On Sun 1 Dec, 2019, 10:15 PM kunal mhaske, <address@hidden> wrote:

Any update on this?

On Sun 17 Nov, 2019, 5:49 PM kunal mhaske, <address@hidden> wrote:

Title: Leaking sensitive information on Github  (Database connection
And username, password)

Vulnerability Name: Information Leak - Github

Target: https://www.redhat.com/

Summary:
Accidental leakage of secret keys in such code repositories is a real
problem, I decided to dig deeper than the previous report and looking
to some random profiles in Github, and doing some dirty work I was
able to access to the developer’s company’s internal chats and files
on Slack. And not only that, there’s no easy way to see if someone is
eavesdropping on the communication. In the worst case scenario, these
chats can leak production database credentials, source code, files
with passwords and highly sensitive information.

Description:
After some research, I found a leak on GitHub that might lead to
accessing sensitive data of employees or clients (not sure based on
the code).  I have not confirmed what kind of data is in there to
avoid potential legal issues. I will let you guys figure that out

I am not sure who is the owner of the repository, but I can tell you
that the SAP credentials are for someone at apple.

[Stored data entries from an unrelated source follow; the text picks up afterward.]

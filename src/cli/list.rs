//! List command implementation
//!
//! Prints every registered rule ID, its description and which modes it
//! supports.

use crate::cli::args::OutputFormat;
use crate::cli::common::{
    CommandError, EXIT_SUCCESS, GlobalOptions, build_registry, color, load_config,
    output_format,
};
use crate::config::OutputFormat as ConfigFormat;
use crate::output::{HumanFormatter, JsonlFormatter};

/// Run the list command
pub fn run_list(format: Option<OutputFormat>, options: &GlobalOptions) -> i32 {
    match run_list_inner(format, options) {
        Ok(()) => EXIT_SUCCESS,
        Err(e) => {
            eprintln!("Error: {}", e);
            e.exit_code()
        }
    }
}

fn run_list_inner(
    format: Option<OutputFormat>,
    options: &GlobalOptions,
) -> Result<(), CommandError> {
    let config = load_config(options)?;
    let rules = build_registry(&config)?.describe();

    match output_format(format, &config) {
        ConfigFormat::Human => HumanFormatter::new(color(options, &config)).print_rules(&rules)?,
        ConfigFormat::Jsonl => JsonlFormatter::new().print_rules(&rules)?,
    }
    Ok(())
}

1.On The following link You can see the users information  link ( see
screenshot 1&2) :
https://github.com/search?p=3&q=%22leaseweb%22language%3Abash+password&type=Code

2. I have check the user profile on LinedIn( For Proof See the "Proof"
Image ) : https://de.linkedin.com/in/sebastian-hetze-3609b228

3. Sebastian Hetze is Senior Solution Architect at Red Hat


Step:

1.search the "Red Hat" password in the github.

2.Select sort: recent indexed

3.then click on the code and see the Database connection.

4.then you can see their is many users.

5.then you see their is someone users secret is display.

Impact
High potential of an unauthorized access to PII data.